Come si evince dal suo ultimo lavoro, un lenzuolo dipinto e ricamato, dal titolo Mamma, Madre, Matria, dove Matria è alternativa alla patria, e sposta la figura della madre dall’ambito familiare del rapporto madre/figlia/figlio a quello di creatrice di civiltà.


«Nel lenzuolo candido spicca, ricamata in oro, la forma della vulva da cui esce una scia di fili rossi, le macchie del sangue di vita. Tutto intorno, in una spirale che la circonda, parole: mistero, corpo, relazione, creazione, cielo stellato, dentro e fuori di noi, in un continuo rimando tra parole, corpo, arte» (Katia Ricci).
La rivoluzione della tenerezza è ispirata dall’omelia Nato da donna che Papa Francesco recitò il primo gennaio del 2020 nella ricorrenza della 53ma Giornata Mondiale della Pace. Clelia ricopia integralmente il testo dell’omelia, associandolo alla sua solita immagine iconica.

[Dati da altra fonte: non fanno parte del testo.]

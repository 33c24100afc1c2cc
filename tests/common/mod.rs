#![allow(dead_code)]

pub mod fakes;
pub mod strategies;

pub use fakes::*;
pub use strategies::*;

use compat_matrix::artifact_cache::ArtifactCache;
use compat_matrix::bootstrap::DualServiceBootstrapper;
use compat_matrix::config::MatrixConfig;
use compat_matrix::matrix::MatrixRunner;
use compat_matrix::probe::WorkloadProbe;
use std::path::PathBuf;
use std::sync::Arc;
use tempfile::TempDir;

pub const CONNECT_JOB: &str = r#"job "countdash" {
  group "api" {
    count = 1
    network { mode = "bridge" }
    service {
      name = "count-api"
      port = "9001"
      connect { sidecar_service {} }
    }
    task "web" {
      driver = "docker"
      config { image = "hashicorpdev/counter-api:v3" }
    }
  }
}
"#;

/// Temporary base directory plus a workload file inside it
pub struct TestWorkspace {
    pub dir: TempDir,
    pub workload: PathBuf,
}

impl TestWorkspace {
    pub fn new() -> Self {
        let dir = tempfile::tempdir().unwrap();
        let workload = dir.path().join("connect.hcl");
        std::fs::write(&workload, CONNECT_JOB).unwrap();
        Self { dir, workload }
    }
}

/// Runner wired to fakes with default configuration
pub fn fake_runner(
    workspace: &TestWorkspace,
    source: Arc<CountingSource>,
    launcher: Arc<FakeLauncher>,
) -> MatrixRunner {
    let config = MatrixConfig::default();
    let cache = ArtifactCache::for_platform(workspace.dir.path(), linux_amd64(), source);
    let bootstrapper = DualServiceBootstrapper::new(
        launcher,
        config.backend.clone(),
        config.orchestrator.clone(),
    );
    MatrixRunner::new(
        cache,
        bootstrapper,
        WorkloadProbe::new(&config.workload),
        &workspace.workload,
    )
    .with_grace_delay(config.grace_delay())
}
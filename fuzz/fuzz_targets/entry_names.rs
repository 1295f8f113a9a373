//! Fuzz target for entry name handling.
//!
//! Splits the input into names and stages, renames, looks up and removes
//! them in a fresh session under UTF-8 and GBK, then discards it. Lookups
//! must agree with what was staged.
//!
//! Run with: cargo +nightly fuzz run entry_names

#![no_main]

use libfuzzer_sys::fuzz_target;
use zipsession::{Archive, OpenFlags, OpenOptions};

fuzz_target!(|data: &[u8]| {
    let Ok(dir) = tempfile::TempDir::new() else {
        return;
    };
    let path = dir.path().join("names.zip");
    let names: Vec<String> = data
        .split(|&b| b == 0)
        .map(|part| String::from_utf8_lossy(part).into_owned())
        .collect();

    for charset in ["utf-8", "gbk"] {
        let Ok(options) = OpenOptions::new().flags(OpenFlags::CREATE).charset(charset) else {
            continue;
        };
        let Ok(archive) = Archive::open_with(&path, options.name_cache(4)) else {
            continue;
        };
        for name in &names {
            if let Ok(index) = archive.add_bytes(name, name.as_bytes()) {
                assert_eq!(archive.index_of(name).ok().flatten(), Some(index));
            }
        }
        if let Some(first) = names.first() {
            let _ = archive.rename(0, &format!("{}~", first));
        }
        for name in names.iter().rev() {
            let _ = archive.remove_by_name(name);
        }
        let _ = archive.discard();
    }
});
//! Fuzz target for opening arbitrary bytes as a ZIP archive.
//!
//! Opens the input read-only with the consistency check on and off, lists
//! every entry and reads each one to the end. Errors are expected; panics
//! and hangs are not.
//!
//! Run with: cargo +nightly fuzz run archive_open

#![no_main]

use libfuzzer_sys::fuzz_target;
use zipsession::{Archive, OpenFlags, Password};

fuzz_target!(|data: &[u8]| {
    let Ok(dir) = tempfile::TempDir::new() else {
        return;
    };
    let path = dir.path().join("input.zip");
    if std::fs::write(&path, data).is_err() {
        return;
    }

    for flags in [
        OpenFlags::READ_ONLY,
        OpenFlags::READ_ONLY | OpenFlags::CHECK_CONSISTENCY,
    ] {
        let Ok(archive) = Archive::open(&path, flags) else {
            continue;
        };
        let password = Password::new("fuzz");
        for entry in archive.entries().flatten() {
            let _ = entry.name();
            let _ = entry.compression_method();
            let _ = entry.encryption_method();
            if let Ok(mut stream) = archive.input_stream(&entry, Some(&password)) {
                let mut buf = [0u8; 4096];
                while let Ok(n) = stream.read_chunk(&mut buf) {
                    if n == 0 {
                        break;
                    }
                }
            }
        }
        let _ = archive.comment();
        let _ = archive.close();
    }
});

«Nato da donna, così è venuto Gesù. Non è apparso al mondo adulto, ma come ci ha detto il Vangelo, è stato concepito nel grembo, lì ha fatto sua la nostra umanità… La rinascita dell’umanità è cominciata dalla donna. Le donne sono fonti di vita. Eppure sono continuamente offese, picchiate, violentate, indotte a prostituirsi e a sopprimere la vita che portano in grembo. Ogni violenza inferta alla donna è una profanazione di Dio, nato da donna». Solo le artiste donne possono arrivare a certe coraggiose forme espressive; esiste un modo femminile di fare arte, diverso da quello maschile, anche se le donne per affermarlo stentano a trovare spazi, soprattutto se non seguono regole consolidate.
Le artiste esprimono e narrano con la loro poetica e con il loro linguaggio la personale visione della donna che si fa portavoce di un messaggio, un esempio di vita, ponendo l’attenzione sulla cultura misogina e maschilista, e ribadendo con forza e dedizione il loro anelito a un unico e fondamentale diritto: la libertà. E Clelia è una di queste artiste coraggiose.
Bianca Pucciarelli, in arte Tomaso Binga, nella performance in cui si è esibita la sera dell’inaugurazione della mostra romana, le ha dedicato queste parole:
Se la Patria
coi ladroni
per millenni ha governato
or la Clelia ci propone
una Matria
risanata!
Una Matria che sorride
che ci abbraccia e benedice!
Una Matria sempre all’erta
che ci guida alla scoperta
per guardare
… cielo e stelle…
… luna piena… e… sole forte…
… senza orrori e senza morte…
a cui
il mondo apre
le porte!
***
Articolo di Livia Capasso

Laureata in Lettere moderne a indirizzo storico-artistico, ha insegnato Storia dell’arte nei licei fino al pensionamento. Accostatasi a tematiche femministe, è tra le fondatrici dell’associazione Toponomastica femminile.
Brava Livia, ci hai fatto entrare nel cuore e negli occhi dell’artista Clelia Mori, ma anche nel tuo amore per il genere femminile.